Assignment —
Among the entries below, how many lines contain the string "rejected"? Reply with that number alone.

Stored records
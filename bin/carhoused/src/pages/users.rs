//! Users page: registration modal, block/unblock toggle and role changes.

use std::str::FromStr;

use axum::extract::{Form, Path, Query, State};
use axum::response::{IntoResponse, Redirect, Response};
use axum::routing::{get, post};
use axum::{Extension, Router};
use serde::Deserialize;

use carhouse_client::{RegisterInput, SessionUser, User, UserPatch};
use carhouse_core::{Role, ServiceError};

use crate::pages::{error_page, render, SelectOption, Shell};
use crate::routes::AppState;
use crate::session::CurrentAdmin;

pub fn routes() -> Router<AppState> {
    Router::new()
        .route("/users", get(page))
        .route("/users/save", post(save))
        .route("/users/{id}/blocked", post(update_blocked))
        .route("/users/{id}/role", post(update_role))
}

#[derive(askama::Template)]
#[template(path = "users.html")]
struct UsersPage {
    shell: Shell,
    page_title: String,
    rows: Vec<UserRow>,
    modal_open: bool,
    form: UserFormView,
    form_error: String,
    notice: String,
    banner_error: String,
}

struct UserRow {
    id: String,
    initial: String,
    name: String,
    email: String,
    role_options: Vec<SelectOption>,
    status_label: &'static str,
    status_class: &'static str,
    toggle_label: &'static str,
    /// Explicit target state the toggle form submits.
    toggle_target: &'static str,
}

#[derive(Default)]
struct UserFormView {
    full_name: String,
    email: String,
    phone: String,
    role: String,
}

#[derive(Default)]
struct UsersView {
    modal_open: bool,
    form: Option<UserFormView>,
    form_error: String,
    notice: String,
    banner_error: String,
}

#[derive(Debug, Deserialize)]
pub struct PageQuery {
    new: Option<String>,
    saved: Option<String>,
}

#[derive(Debug, Deserialize)]
pub struct SaveForm {
    full_name: String,
    email: String,
    phone: String,
    password: String,
    role: String,
}

#[derive(Debug, Deserialize)]
pub struct BlockedForm {
    blocked: String,
}

#[derive(Debug, Deserialize)]
pub struct RoleForm {
    role: String,
}

pub async fn page(
    State(state): State<AppState>,
    Extension(admin): Extension<CurrentAdmin>,
    Query(query): Query<PageQuery>,
) -> Response {
    let users = match state.backend.get_users().await {
        Ok(users) => users,
        Err(e) => return error_page(&state.config, &admin.0, "users", "/users", e),
    };

    let mut view = UsersView::default();
    if query.saved.is_some() {
        view.notice = "User created.".to_string();
    }
    if query.new.is_some() {
        view.modal_open = true;
    }

    render_page(&state, &admin.0, &users, view)
}

pub async fn save(
    State(state): State<AppState>,
    Extension(admin): Extension<CurrentAdmin>,
    Form(form): Form<SaveForm>,
) -> Response {
    let role = match Role::from_str(&form.role) {
        Ok(role) => role,
        Err(message) => {
            return rerender(&state, &admin.0, rejected(&form, message)).await;
        }
    };

    let input = RegisterInput {
        email: form.email.clone(),
        password: form.password.clone(),
        full_name: form.full_name.clone(),
        phone: form.phone.clone(),
        role,
    };

    match state.backend.register(&input).await {
        Ok(_) => Redirect::to("/users?saved=1").into_response(),
        Err(e) => rerender(&state, &admin.0, rejected(&form, e.to_string())).await,
    }
}

pub async fn update_blocked(
    State(state): State<AppState>,
    Extension(admin): Extension<CurrentAdmin>,
    Path(id): Path<String>,
    Form(form): Form<BlockedForm>,
) -> Response {
    // The form carries the explicit target state, so block and unblock
    // are two independent writes rather than a read-modify-write toggle.
    let blocked = form.blocked == "true";
    let patch = UserPatch { blocked: Some(blocked), ..Default::default() };

    match state.backend.update_user(&id, &patch).await {
        Ok(_) => Redirect::to("/users").into_response(),
        Err(e) => {
            let view = UsersView {
                banner_error: format!("Failed to update user: {}", e),
                ..Default::default()
            };
            rerender(&state, &admin.0, view).await
        }
    }
}

pub async fn update_role(
    State(state): State<AppState>,
    Extension(admin): Extension<CurrentAdmin>,
    Path(id): Path<String>,
    Form(form): Form<RoleForm>,
) -> Response {
    let role = match Role::from_str(&form.role) {
        Ok(role) => role,
        Err(message) => {
            let e = ServiceError::Validation(message);
            let view = UsersView {
                banner_error: format!("Failed to update user: {}", e),
                ..Default::default()
            };
            return rerender(&state, &admin.0, view).await;
        }
    };

    match change_role(&state, &id, role).await {
        Ok(()) => Redirect::to("/users").into_response(),
        Err(e) => {
            let view = UsersView {
                banner_error: format!("Failed to update user: {}", e),
                ..Default::default()
            };
            rerender(&state, &admin.0, view).await
        }
    }
}

/// Apply a role change and keep the admin registry in step: entering the
/// admin tier registers the user, leaving it removes them.
async fn change_role(state: &AppState, id: &str, role: Role) -> Result<(), ServiceError> {
    let users = state.backend.get_users().await?;
    let old_role = users
        .iter()
        .find(|u| u.id == id)
        .map(|u| u.role)
        .ok_or_else(|| ServiceError::NotFound(format!("no user {}", id)))?;

    let patch = UserPatch { role: Some(role), ..Default::default() };
    state.backend.update_user(id, &patch).await?;

    if !old_role.is_admin() && role.is_admin() {
        state.backend.add_admin(id, role, &["all"]).await?;
    } else if old_role.is_admin() && !role.is_admin() {
        state.backend.remove_admin(id).await?;
    }
    Ok(())
}

fn rejected(form: &SaveForm, message: String) -> UsersView {
    UsersView {
        modal_open: true,
        form: Some(UserFormView {
            full_name: form.full_name.clone(),
            email: form.email.clone(),
            phone: form.phone.clone(),
            role: form.role.clone(),
        }),
        form_error: message,
        ..Default::default()
    }
}

// ── Rendering ───────────────────────────────────────────────────────

async fn rerender(state: &AppState, admin: &SessionUser, view: UsersView) -> Response {
    match state.backend.get_users().await {
        Ok(users) => render_page(state, admin, &users, view),
        Err(e) => error_page(&state.config, admin, "users", "/users", e),
    }
}

fn render_page(
    state: &AppState,
    admin: &SessionUser,
    users: &[User],
    view: UsersView,
) -> Response {
    render(UsersPage {
        shell: Shell::new(&state.config, admin, "users"),
        page_title: state.config.branding.users_title.clone(),
        rows: user_rows(users),
        modal_open: view.modal_open,
        form: view.form.unwrap_or_default(),
        form_error: view.form_error,
        notice: view.notice,
        banner_error: view.banner_error,
    })
}

fn user_rows(users: &[User]) -> Vec<UserRow> {
    users.iter().map(user_row).collect()
}

fn user_row(user: &User) -> UserRow {
    let name = user
        .full_name
        .clone()
        .unwrap_or_else(|| user.email.clone());
    let initial = name
        .chars()
        .next()
        .map(|c| c.to_uppercase().to_string())
        .unwrap_or_default();
    UserRow {
        id: user.id.clone(),
        initial,
        name,
        email: user.email.clone(),
        role_options: role_options(user.role),
        status_label: if user.blocked { "Blocked" } else { "Active" },
        status_class: if user.blocked {
            "bg-red-100 text-red-700"
        } else {
            "bg-teal-100 text-teal-700"
        },
        toggle_label: if user.blocked { "Unblock" } else { "Block" },
        toggle_target: if user.blocked { "false" } else { "true" },
    }
}

fn role_options(current: Role) -> Vec<SelectOption> {
    Role::ALL
        .iter()
        .map(|r| SelectOption {
            value: r.as_str().to_string(),
            label: role_label(*r).to_string(),
            selected: *r == current,
        })
        .collect()
}

fn role_label(role: Role) -> &'static str {
    match role {
        Role::Customer => "Customer",
        Role::Admin => "Admin",
        Role::Superadmin => "Superadmin",
    }
}

#[cfg(test)]
mod tests {
    use super::*;

    fn user(blocked: bool) -> User {
        serde_json::from_value(serde_json::json!({
            "id": "u1", "full_name": "Jane Doe", "email": "jane@cars.eg",
            "role": "customer", "blocked": blocked,
        }))
        .unwrap()
    }

    #[test]
    fn active_user_gets_block_action_with_explicit_target() {
        let row = user_row(&user(false));
        assert_eq!(row.toggle_label, "Block");
        assert_eq!(row.toggle_target, "true");
        assert_eq!(row.status_label, "Active");
    }

    #[test]
    fn blocked_user_gets_unblock_action() {
        let row = user_row(&user(true));
        assert_eq!(row.toggle_label, "Unblock");
        assert_eq!(row.toggle_target, "false");
        assert_eq!(row.status_label, "Blocked");
    }

    #[test]
    fn row_falls_back_to_email_and_takes_the_initial() {
        let u: User =
            serde_json::from_value(serde_json::json!({"id": "u2", "email": "bob@cars.eg"}))
                .unwrap();
        let row = user_row(&u);
        assert_eq!(row.name, "bob@cars.eg");
        assert_eq!(row.initial, "B");
    }

    #[test]
    fn page_renders_the_block_toggle_with_its_target() {
        use askama::Template;
        use crate::pages::Shell;

        let page = UsersPage {
            shell: Shell {
                app_title: "Car House".into(),
                user_name: "Site Admin".into(),
                footer_text: String::new(),
                active: "users",
            },
            page_title: "Users".into(),
            rows: user_rows(&[user(false)]),
            modal_open: false,
            form: UserFormView::default(),
            form_error: String::new(),
            notice: String::new(),
            banner_error: String::new(),
        };

        let html = page.render().unwrap();
        assert!(html.contains("Jane Doe"));
        assert!(html.contains("action=\"/users/u1/blocked\""));
        assert!(html.contains("name=\"blocked\" value=\"true\""));
        assert!(html.contains(">Block<"));
    }

    #[test]
    fn role_options_mark_current() {
        let options = role_options(Role::Admin);
        assert_eq!(options.len(), 3);
        assert!(options[1].selected);
        assert_eq!(options[2].value, "superadmin");
    }
}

Written answer —
3